From Walk Out to Vote Out -- Dred Feminist Rant #11

From Walk Out to Vote Out -- Dred Feminist Rant #11

Loretta Ross: Posted on Wednesday, March 14, 2018 11:48 AM

From Walk Out to Vote Out -- Dred Feminist Rant #11 -- March 14, 2018


I am so proud of the students today who walked out of school to protest gun violence and the cowardly politicians supporting the NRA. I hope young people understand that this journey is not a sprint, but a marathon as they organize the help bounce these puppet politicians out of office by voting as soon as they are eligible. My message to them: Don't ever let anyone persuade you that activism and voting don't make a difference. The earth is counting on you to save the planet, and humanity is counting on you to save our futures.


Along the way, I hope you learn about the real history of guns in America, and why opposition to gun control is always linked to white male insecurities and white supremacy as an ideology. White supremacy is a body of ideas -- it is not a race of people. It’s a collection of ideas to structure a hierarchy in society to generate wealth for a privileged few. People mistake it for simple hatred, but it's much more than that. It's a way of organizing society to protect the financial interests of a few people at the top. They manipulate those who somehow think they're only a lottery ticket or college diploma away from joining them.


As a worldview, white supremacy in the US is comprised of racism, homophobia, Christian nationalism, ableism, sexism, anti-environmentalism, misogyny, transphobia, war mongering, and Second Amendment absolutism. There are so many parts of this thing called white supremacy that I think the most frequent mistake people make is working on only one aspect of it (such as racism) and thinking they are seeing the whole thing. You have to see it as a totalizing system, a toxic sea in which we all swim, so that in the final analysis every white person is not a white supremacist and every white supremacist is not white. White supremacy is the ideology, while white privilege is its practice. This is similar to how sexist and racist pornography provides a violent theory of how people should be treated, and rape becomes the practice.


Most people are unaware they have beliefs that support white supremacy. That's why calling people names never works. Ever call someone a racist and have them listen to you?

We have the opportunity to help people -- even angry white men -- understand they can make different choices about how to be in the world as a human being with human rights.

White identity is not the problem. White supremacist ideas are. These fearful men think they are defending themselves against the terrible "other", but instead the guns are most often used against their families and in their own suicides. Too frequently it's a tragic combination: mass murder as a prelude to suicide. Those who blame this violence on mental illness are under-analyzing the problem, and unfairly blaming people with mental disabilities for the toxicity that is in America's DNA.

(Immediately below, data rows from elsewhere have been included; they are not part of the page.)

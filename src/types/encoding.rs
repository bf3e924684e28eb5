//! Binary encoding and decoding traits for the object file format.
//!
//! All multi-byte integers are little-endian. Fixed-size arrays are written
//! element by element with no length prefix, so a `#[derive(BinaryCodec)]`
//! struct of `u8`s and arrays has exactly the layout of its fields.
//!
//! # Example
//!
//! ```ignore
//! use crate::types::encoding::{Decode, Encode};
//!
//! let bytes = 42u32.to_bytes();
//! assert_eq!(bytes, [42, 0, 0, 0]);
//! assert_eq!(u32::decode(&mut bytes.as_slice()).unwrap(), 42);
//! ```

use imp_derive::Error;

/// Sink for writing encoded bytes.
pub trait EncodeSink {
    /// Writes the given bytes to the sink.
    fn write(&mut self, bytes: &[u8]);
}

impl EncodeSink for Vec<u8> {
    fn write(&mut self, bytes: &[u8]) {
        self.extend_from_slice(bytes);
    }
}

/// Trait for types that can be serialized to binary format.
pub trait Encode {
    /// Writes the binary representation to the given sink.
    fn encode<S: EncodeSink>(&self, out: &mut S);

    /// Serializes to a new byte buffer.
    fn to_bytes(&self) -> Vec<u8> {
        let mut out = Vec::new();
        self.encode(&mut out);
        out
    }
}

/// Input ended before the expected data was read.
#[derive(Debug, Clone, Copy, PartialEq, Eq, Error)]
#[error("unexpected end of input: needed {requested} bytes, {available} available")]
pub struct DecodeError {
    /// Bytes the decoder asked for.
    pub requested: usize,
    /// Bytes that were left.
    pub available: usize,
}

/// Trait for types that can be deserialized from binary format.
pub trait Decode: Sized {
    /// Reads and decodes a value from the input buffer.
    ///
    /// Advances the input slice past the consumed bytes.
    fn decode(input: &mut &[u8]) -> Result<Self, DecodeError>;
}

/// Reads exactly `n` bytes from the input, advancing the slice.
pub fn read_bytes<'a>(input: &mut &'a [u8], n: usize) -> Result<&'a [u8], DecodeError> {
    if input.len() < n {
        return Err(DecodeError {
            requested: n,
            available: input.len(),
        });
    }
    let (bytes, rest) = input.split_at(n);
    *input = rest;
    Ok(bytes)
}

impl Encode for u8 {
    fn encode<S: EncodeSink>(&self, out: &mut S) {
        out.write(&[*self]);
    }
}

impl Decode for u8 {
    fn decode(input: &mut &[u8]) -> Result<Self, DecodeError> {
        Ok(read_bytes(input, 1)?[0])
    }
}

impl Encode for u32 {
    fn encode<S: EncodeSink>(&self, out: &mut S) {
        out.write(&self.to_le_bytes());
    }
}

impl Decode for u32 {
    fn decode(input: &mut &[u8]) -> Result<Self, DecodeError> {
        let bytes = read_bytes(input, 4)?;
        Ok(u32::from_le_bytes([bytes[0], bytes[1], bytes[2], bytes[3]]))
    }
}

impl<T: Encode, const N: usize> Encode for [T; N] {
    fn encode<S: EncodeSink>(&self, out: &mut S) {
        for item in self {
            item.encode(out);
        }
    }
}

impl<T: Decode, const N: usize> Decode for [T; N] {
    fn decode(input: &mut &[u8]) -> Result<Self, DecodeError> {
        let mut items = Vec::with_capacity(N);
        for _ in 0..N {
            items.push(T::decode(input)?);
        }
        items
            .try_into()
            .map_err(|items: Vec<T>| DecodeError {
                requested: N,
                available: items.len(),
            })
    }
}

#[cfg(test)]
mod tests {
    use super::*;

    #[test]
    fn u32_is_little_endian() {
        assert_eq!(0x0403_0201u32.to_bytes(), vec![1, 2, 3, 4]);
        assert_eq!(u32::decode(&mut &[1u8, 2, 3, 4][..]).unwrap(), 0x0403_0201);
    }

    #[test]
    fn array_has_no_length_prefix() {
        assert_eq!(b"IMP".to_bytes(), b"IMP".to_vec());
        let mut input: &[u8] = b"IMPX";
        assert_eq!(<[u8; 3]>::decode(&mut input).unwrap(), *b"IMP");
        assert_eq!(input, b"X");
    }

    #[test]
    fn short_input_reports_eof() {
        let mut input: &[u8] = &[1, 2];
        assert_eq!(
            u32::decode(&mut input),
            Err(DecodeError {
                requested: 4,
                available: 2
            })
        );
    }

    #[test]
    fn read_bytes_advances_input() {
        let mut input: &[u8] = &[1, 2, 3];
        assert_eq!(read_bytes(&mut input, 2).unwrap(), &[1, 2]);
        assert_eq!(input, &[3]);
    }
}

The most self-righteous claim they are protecting themselves from the overreach of the government. That is foolish. If the government wants to kill someone, they don't have to send in the police or the military anymore and risk officers getting killed. They can use a drone and just drop a bomb. All the guns in the world will not protect anyone from a drone bomb. This is evidence that their fears have not caught up to reality. If they are going to challenge the power of the government, at least they should do it in a way that makes sense without the suicidal bad theatrics that hurt so many innocent people.


They cannot fill the hollowness of their souls with bullets and other weapons of destruction. Their fear will not protect them. They have no control over themselves so they seek power over others. It's not just about toxic masculinity; it's about the emptiness of the human soul that discovers consumerism and gluttony doesn't make one feel less anxious and hungry. We have a president who has every material advantage possible in our society but his insecurities are projected out as obviously as the McDonald's arches down the road. More is never enough for a hollow, shallow person.


They must first learn to love themselves in order to love others. Forgiving others requires forgiving yourself. This requires being honest with oneself to engage in self-recovery, self-empowerment, and self-determination. It also requires avoiding the call-out culture, using one's "wokeness" to criticize others' humanity just because they don't share one's views. Calling in is an radical practice that seeks accountability through love. The goal is to not give oppression a pass, but to give other human beings a chance.


We elders are willing to teach and students are ready to lead. We need to continue to build human connections to each other, to protect each others' human rights to live safely in a society free from fear of violence, not just in our schools, but in our homes, our communities, our stores, our movie theaters. We must see human rights as a way of life, not only as aspirational dreams cynics tell us will never be achieved.


Young people will not be confined to the identity boxes of the past, or the lies from naysayers that nothing can be done. They live intersectional lives and understand how to create connections to others in ways unforeseen by those who provided these marvelous, dangerous tools of social media. Those seeking to control or contain young people better get out the way before they get overrun by the fury of their outrage at the injustices they have inherited as bloody artifacts of the past. I salute their courage and eagerly look forward to their next steps for justice at the ballot box and in the streets.